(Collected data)

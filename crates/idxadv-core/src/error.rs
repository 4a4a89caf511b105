//! Errors raised while parsing, binding or planning a statement.

use thiserror::Error;

#[derive(Debug, Error)]
pub enum PlanError {
    #[error("parse error: {0}")]
    Parse(String),

    #[error("unsupported statement: {0}")]
    Unsupported(String),

    #[error("unknown table: {0}")]
    UnknownTable(String),

    #[error("unknown column: {0}")]
    UnknownColumn(String),

    #[error("ambiguous column: {0}")]
    AmbiguousColumn(String),
}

Exercise directions: Exactly and without omission, set down every entry.

Answer:
filename crates/idxadv-core/src/error.rs
repository 4a4a89caf511b105
//! Errors raised while parsing, binding or planning a statement.

use thiserror::Error;

#[derive(Debug, Error)]
pub enum PlanError {
    #[error("parse error: {0}")]
    Parse(String),

    #[error("unsupported statement: {0}")]
    Unsupported(String),

    #[error("unknown table: {0}")]
    UnknownTable(String),

    #[error("unknown column: {0}")]
    UnknownColumn(String),

    #[error("ambiguous column: {0}")]
    AmbiguousColumn(String),
}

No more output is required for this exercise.